Another example: A fake message was posted on Twitter: Two explosions in the White House, President Barack Obama injured in the incident, led to the stock market, the euro and other related lines fell in the first time, the Dow 2 minutes down 100多 points, the euro is also a strong downward, U.S. stock market market value briefly evaporated about 140 billion U.S. dollars. An accidental hacking prank has led to the exposure of many hedge funds using Twitter data.

To give an example of what happened around us, we know why you should fill out a detailed form for a brokerage account. It will require you to fill in your income, investment experience, etc., because on Wall Street, there are very mature models that can predict your future earnings through the form you fill out, while analyzing a large number of transactions for different kinds of users of the corresponding marketing and service, the goal is also to improve profits.

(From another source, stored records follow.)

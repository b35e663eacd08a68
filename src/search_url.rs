use crate::models::{Criteria, ANY_PROPERTY_TYPE};

/// Default rental site all searches are resolved against
pub const DEFAULT_SITE_URL: &str = "https://www.boligportal.dk/en";

/// Path segment shared by search pages and individual listing pages
pub const RENTAL_PATH: &str = "/rental-properties/";

/// Build the canonical search URL for the given criteria.
///
/// The location is only lower-cased and hyphenated; no other escaping is done,
/// so locations with reserved URL characters produce unusable URLs.
pub fn build_search_url(site_url: &str, criteria: &Criteria) -> String {
    let location = criteria.location.to_lowercase().replace(' ', "-");

    let mut url = format!(
        "{}{}{}/{}-rooms",
        site_url.trim_end_matches('/'),
        RENTAL_PATH,
        location,
        criteria.min_bedrooms
    );

    let mut params = vec![format!("max_monthly_rent={}", criteria.max_price)];
    if criteria.property_type != ANY_PROPERTY_TYPE {
        params.push(format!("housing_type={}", criteria.property_type));
    }
    if let Some(min_size) = criteria.min_size_m2 {
        params.push(format!("min_size_m2={}", min_size));
    }

    if !params.is_empty() {
        url.push_str("/?");
        url.push_str(&params.join("&"));
    }

    url
}
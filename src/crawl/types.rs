use serde::{Deserialize, Serialize};
use std::time::Duration;

/// Parameters sent with every crawl job
#[derive(Debug, Clone, Serialize, Deserialize)]
pub struct CrawlOptions {
    /// Maximum number of pages crawled per search
    pub limit: u32,
    /// Content formats requested for each page
    pub formats: Vec<String>,
    /// Delay between job status checks
    pub poll_interval: Duration,
}

impl Default for CrawlOptions {
    fn default() -> Self {
        Self {
            limit: 15,
            formats: vec!["html".to_string(), "links".to_string()],
            poll_interval: Duration::from_secs(5),
        }
    }
}
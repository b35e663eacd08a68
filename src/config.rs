use crate::crawl::CrawlOptions;
use crate::search_url::DEFAULT_SITE_URL;
use crate::{crawl, llm};
use anyhow::{Context, Result};
use dotenvy::dotenv;
use std::env;
use std::time::Duration;

/// Application configuration loaded from environment variables
#[derive(Debug, Clone)]
pub struct Config {
    pub firecrawl_api_key: String,
    pub firecrawl_api_url: String,
    pub openai_api_key: String,
    pub openai_api_url: String,
    pub openai_model: String,
    pub site_url: String,
    pub crawl: CrawlOptions,
}

impl Config {
    /// Load configuration from environment variables
    pub fn from_env() -> Result<Self> {
        // Load .env file if present (development)
        let _ = dotenv();
        Self::from_lookup(|key| env::var(key).ok())
    }

    fn from_lookup(lookup: impl Fn(&str) -> Option<String>) -> Result<Self> {
        let required = |key: &str| {
            lookup(key)
                .filter(|v| !v.trim().is_empty())
                .with_context(|| format!("Missing environment variable: {}", key))
        };
        let or_default = |key: &str, default: &str| lookup(key).unwrap_or_else(|| default.to_string());

        let defaults = CrawlOptions::default();
        let limit = match lookup("CRAWL_LIMIT") {
            Some(v) => v.parse().context("CRAWL_LIMIT must be a valid number")?,
            None => defaults.limit,
        };
        let poll_interval = match lookup("CRAWL_POLL_INTERVAL_SECS") {
            Some(v) => Duration::from_secs(
                v.parse()
                    .context("CRAWL_POLL_INTERVAL_SECS must be a valid number")?,
            ),
            None => defaults.poll_interval,
        };

        Ok(Self {
            firecrawl_api_key: required("FIRECRAWL_API_KEY")?,
            firecrawl_api_url: or_default("FIRECRAWL_API_URL", crawl::firecrawl::DEFAULT_API_URL),
            openai_api_key: required("OPENAI_API_KEY")?,
            openai_api_url: or_default("OPENAI_API_URL", llm::openai::DEFAULT_API_URL),
            openai_model: or_default("OPENAI_MODEL", llm::openai::DEFAULT_MODEL),
            site_url: or_default("RENTAL_SITE_URL", DEFAULT_SITE_URL),
            crawl: CrawlOptions {
                limit,
                poll_interval,
                ..defaults
            },
        })
    }
}
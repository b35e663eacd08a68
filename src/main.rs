use anyhow::Result;
use rental_scout::crawl::FirecrawlCrawler;
use rental_scout::llm::OpenAiExtractor;
use rental_scout::session::run_session;
use rental_scout::{Config, Conversation, HousingSearchAgent};
use tokio::io::BufReader;
use tracing::{info, warn};
use tracing_subscriber::EnvFilter;

#[tokio::main]
async fn main() -> Result<()> {
    // Initialize logging
    tracing_subscriber::fmt()
        .with_env_filter(EnvFilter::try_from_default_env().unwrap_or_else(|_| EnvFilter::new("info")))
        .with_writer(std::io::stderr)
        .init();

    info!("🏠 Rental Scout - Boligportal search assistant");

    let config = Config::from_env()?;

    let crawler = FirecrawlCrawler::with_options(
        config.firecrawl_api_key.clone(),
        config.firecrawl_api_url.clone(),
        config.crawl.clone(),
    )?;
    let extractor = OpenAiExtractor::with_base_url(
        config.openai_api_key.clone(),
        config.openai_api_url.clone(),
        config.openai_model.clone(),
    )?;
    let agent = HousingSearchAgent::with_site_url(
        config.site_url.clone(),
        Box::new(crawler),
        Box::new(extractor),
    );
    info!("Agent initialized, searching {}", agent.site_url());

    let mut conversation = Conversation::new(&agent);
    let shutdown = async {
        if let Err(e) = tokio::signal::ctrl_c().await {
            warn!("Failed to listen for Ctrl-C: {}", e);
            std::future::pending::<()>().await;
        }
    };

    run_session(
        &mut conversation,
        BufReader::new(tokio::io::stdin()),
        tokio::io::stdout(),
        shutdown,
    )
    .await?;

    info!("Shutting down housing search agent...");
    Ok(())
}
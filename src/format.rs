use crate::models::Listing;

const UNTITLED: &str = "Unlisted Property";

/// Render matching listings as a numbered, human-readable reply.
///
/// An empty result points the user at the search URL so they can check the
/// site themselves.
pub fn format_response(listings: &[Listing], search_url: &str) -> String {
    if listings.is_empty() {
        return no_results(search_url);
    }

    let mut response = format!("Found {} matching properties:\n\n", listings.len());
    for (i, listing) in listings.iter().enumerate() {
        let title = if listing.title.is_empty() {
            UNTITLED
        } else {
            listing.title.as_str()
        };
        response.push_str(&format!("{}. {}\n", i + 1, title));
        if let Some(price) = listing.price {
            response.push_str(&format!("   Price: {} DKK/month\n", thousands(price)));
        }
        if let Some(size) = listing.size_m2 {
            response.push_str(&format!("   Size: {} m²\n", size));
        }
        if let Some(rooms) = listing.bedrooms {
            response.push_str(&format!("   Rooms: {}\n", rooms));
        }
        if let Some(url) = &listing.listing_url {
            response.push_str(&format!("   Link: {}\n", url));
        }
        response.push('\n');
    }

    response
}

/// Reply used when the search ran but nothing matched
pub fn no_results(search_url: &str) -> String {
    format!(
        "No available properties found matching your criteria. \
         You can check for new listings at:\n{}",
        search_url
    )
}

/// Reply used when the search itself failed
pub fn search_failed(search_url: &str) -> String {
    format!(
        "Sorry, I encountered an error. You can try searching directly at: {}",
        search_url
    )
}

/// `1234567` -> `1,234,567`
fn thousands(value: u64) -> String {
    let digits = value.to_string();
    let mut out = String::with_capacity(digits.len() + digits.len() / 3);
    for (i, ch) in digits.chars().enumerate() {
        if i > 0 && (digits.len() - i) % 3 == 0 {
            out.push(',');
        }
        out.push(ch);
    }
    out
}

Another big area of finance is the credit market, which has been unusually hot in the country, including Alibaba and other companies. The new peer-to-peer industry, in addition to the business model, efficiency, user sources and other traditional banks, one of the key factors is large data. Through large data can solve the credit industry's core bad debt rate problem. Alibaba through its platform users of the transaction data, ratings and other complete structured data can be very easy for users to credit evaluation, but other platforms do not have the data advantage of Alibaba, it needs more data mining to reduce the bad debt rate and profit, foreign largest peer-to-peer companies such as lending Club is after 6 years of continuous improvement to achieve the first profit, visible in this huge market, we face the challenges of the big.

(editor: Heritage)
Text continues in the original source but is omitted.